Os pesquisadores também alertam que a perda da biodiversidade pode levar a um risco maior de pandemias à medida que a vida selvagem e os seres humanos entram em contato mais próximo uns com os outros através da fragmentação do habitat e da ruptura dos sistemas naturais. O exemplo mais citado é o surto de ébola em 2014 na África Ocidental, que se acredita ter sido causado porque crianças brincaram em uma árvore oca cheia de morcegos. Embora a origem da covid-19 ainda não esteja clara, alguns estudos também ligam este patógeno a morcegos selvagens.

Perda de nosso patrimônio

Muitos conservacionistas e cientistas comparam permitir irresponsavelmente a extinção de espécies ao vandalismo. Mesmo que sobrevivamos e evitemos consequências catastróficas, a extinção em massa deixaria o mundo severa e irrevogavelmente mais pobre. As perdas mais trágicas podem ser aquelas que não podemos sequer ver.

“Imagine as consequências da extinção como se fosse a queima de uma galeria de arte”. Portanto, você não está nem pensando em um valor potencial direto, mas está pensando na perda intangível do patrimônio mundial”,

Diz Thomas Brooks, cientista chefe Unidade de Ciência e Conhecimento da União Internacional para a Conservação da Natureza (IUCN, do inglês).

“Lembre-se de que cada espécie é o produto de milhões de anos de evolução. Você está olhando para a perda do que torna a humanidade parte do planeta. É tudo o que nos torna uma unidade”,

disse Brooks.

A extinção de espécies ainda pode ser revertida?

Apesar destas previsões catastróficas: há razões para otimismo se a humanidade fizer algo. “Há dificuldades aparentemente intransponíveis para preservar a vida na Terra. Mas, por outro lado, há também muitas histórias de sucesso inspiradoras e exemplos em que as pessoas conseguiram inverter a maré. Aja para que a curva vá na direção certa, as tendências estão apontando na direção certa”, diz Brooks.

Brooks está bem familiarizado com os desafios. A IUCN compila a lista sobre a perda global de espécies, a chamada Lista Vermelha, e as pesquisas mostraram que os esforços de conservação funcionam. Um estudo recente constatou que as perdas desde 1993 teriam sido três a quatro vezes maiores sem ações de conservação.

Sem biodiversidade não há vida

Espalhar histórias de sucesso de conservação − como a reintrodução de castores na Europa − parece importante na luta contra a perda da biodiversidade. Elizabeth L. Bennett, vice-presidente da Wildlife Conservation Society (WCS), destaca a importância das grandes reservas naturais para a conservação da biodiversidade.

“Se estiverem nos lugares certos, forem muito bem planejadas e gerenciadas, certamente serão muito úteis”.
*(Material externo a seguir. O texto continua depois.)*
//! Link resolution: relationship metadata → from/to wiring.
//!
//! Which side carries the foreign key decides the link's shape:
//!
//! | mirror attribute | forward attribute | kind         | wiring                                   |
//! |------------------|-------------------|--------------|------------------------------------------|
//! | yes              | -                 | one-to-many  | parent.pk → child.fk                     |
//! | no               | yes               | many-to-one  | parent.fk → child.pk                     |
//! | no               | no                | many-to-many | parent.pk → junction.parent_pk, then junction.child_pk → child.pk |
//!
//! The target type need not declare the mirror navigation at all; a one-sided
//! relationship without a foreign key is joined through its junction.

use log::trace;

use crate::error::{QueryError, QueryResult};
use crate::metadata::Schema;
use crate::query::{self, ColumnSet, JoinOperator};
use crate::typed::{columns_to_untyped, LinkSpec, NavigationRef};

/// Shape of a resolved relationship.
#[derive(Debug, Clone, Copy, PartialEq, Eq, Hash)]
pub enum RelationshipKind {
    OneToMany,
    ManyToOne,
    ManyToMany,
}

/// One join hop.
#[derive(Debug, Clone, PartialEq, Eq)]
pub struct Hop {
    pub from_entity: String,
    pub from_attribute: String,
    pub to_entity: String,
    pub to_attribute: String,
}

impl Hop {
    fn new(
        from_entity: &str,
        from_attribute: &str,
        to_entity: &str,
        to_attribute: &str,
    ) -> Self {
        Self {
            from_entity: from_entity.to_string(),
            from_attribute: from_attribute.to_string(),
            to_entity: to_entity.to_string(),
            to_attribute: to_attribute.to_string(),
        }
    }

    fn into_link(self, join_operator: JoinOperator) -> query::LinkEntity {
        query::LinkEntity::new(
            self.from_entity,
            self.from_attribute,
            self.to_entity,
            self.to_attribute,
            join_operator,
        )
    }
}

/// How a navigation joins its owner to its target.
#[derive(Debug, Clone, PartialEq, Eq)]
pub struct Wiring {
    pub kind: RelationshipKind,
    /// Parent → junction hop, many-to-many only.
    pub junction: Option<Hop>,
    /// The hop reaching the target entity.
    pub target: Hop,
}

/// An untyped link tagged with the kind of relationship behind it.
#[derive(Debug, Clone, PartialEq)]
pub struct ResolvedLink {
    pub kind: RelationshipKind,
    pub link: query::LinkEntity,
}

pub struct LinkResolver<'a> {
    schema: &'a Schema,
}

impl<'a> LinkResolver<'a> {
    pub fn new(schema: &'a Schema) -> Self {
        Self { schema }
    }

    /// Work out the wiring of a navigation from the relationship tables of
    /// both sides.
    pub fn wiring(&self, navigation: &NavigationRef) -> QueryResult<Wiring> {
        let missing =
            || QueryError::missing_relationship(navigation.owner, navigation.property);

        let parent = self.schema.descriptor(navigation.owner)?;
        let relationship = parent
            .relationship_for(navigation.property)
            .ok_or_else(missing)?;
        let schema_name = relationship.schema_name.as_str();

        let forward = parent
            .find_relationship(schema_name, relationship.role)
            .ok_or_else(missing)?;
        if forward.target != navigation.target {
            return Err(QueryError::TargetMismatch {
                relationship: schema_name.to_string(),
                expected: navigation.target.to_string(),
                found: forward.target.clone(),
            });
        }

        let child = self.schema.descriptor(&forward.target)?;
        let mirror = child.find_mirror(schema_name, relationship.role);

        if let Some(foreign_key) = mirror.and_then(|m| m.attribute.as_deref()) {
            return Ok(Wiring {
                kind: RelationshipKind::OneToMany,
                junction: None,
                target: Hop::new(
                    &parent.logical_name,
                    &parent.primary_key,
                    &child.logical_name,
                    foreign_key,
                ),
            });
        }

        if let Some(foreign_key) = forward.attribute.as_deref() {
            return Ok(Wiring {
                kind: RelationshipKind::ManyToOne,
                junction: None,
                target: Hop::new(
                    &parent.logical_name,
                    foreign_key,
                    &child.logical_name,
                    &child.primary_key,
                ),
            });
        }

        let junction = self
            .schema
            .junctions()
            .resolve(schema_name, relationship.junction.as_deref());
        trace!("{} joins through junction '{}'", navigation, junction);

        Ok(Wiring {
            kind: RelationshipKind::ManyToMany,
            junction: Some(Hop::new(
                &parent.logical_name,
                &parent.primary_key,
                &junction,
                &parent.primary_key,
            )),
            target: Hop::new(
                &junction,
                &child.primary_key,
                &child.logical_name,
                &child.primary_key,
            ),
        })
    }

    /// Resolve a link and its sub-links into untyped link entities.
    ///
    /// Columns, criteria, orders, the alias and sub-links attach to the hop
    /// reaching the target. A junction hop is a left outer join with no
    /// alias and no columns.
    pub fn resolve(&self, spec: &LinkSpec) -> QueryResult<ResolvedLink> {
        let wiring = self.wiring(&spec.navigation)?;

        let mut link = wiring
            .target
            .into_link(spec.join_operator.unwrap_or_default());
        link.entity_alias = spec.entity_alias.clone();
        link.columns = match &spec.columns {
            Some(members) => columns_to_untyped(members, self.schema)?,
            None => ColumnSet::all(),
        };

        link.link_criteria = spec.criteria.to_untyped(self.schema)?;
        for condition in &spec.conditions {
            link.link_criteria
                .add_condition(condition.to_untyped(self.schema)?);
        }

        link.orders = spec
            .orders
            .iter()
            .map(|o| o.to_untyped(self.schema))
            .collect::<QueryResult<_>>()?;

        for sub_link in &spec.link_entities {
            link.link_entities.push(self.resolve(sub_link)?.link);
        }

        let link = match wiring.junction {
            Some(hop) => {
                let mut outer = hop.into_link(JoinOperator::LeftOuter);
                outer.link_entities.push(link);
                outer
            }
            None => link,
        };

        Ok(ResolvedLink {
            kind: wiring.kind,
            link,
        })
    }
}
Como um primeiro passo em direção a este objetivo, a WCS está pressionando para a adoção do acordo “30 por 30” na Convenção de Kunming sobre Diversidade Biológica (COP15). O acordo exige que 30% da área global terrestre e oceânica seja protegida até 2030, aproximadamente o dobro do nível atual.

Conseguir isto seria um bom começo, mas qualquer acordo alcançado na COP15 seria apenas o início de uma longa jornada, adverte O’Criodain da WWF.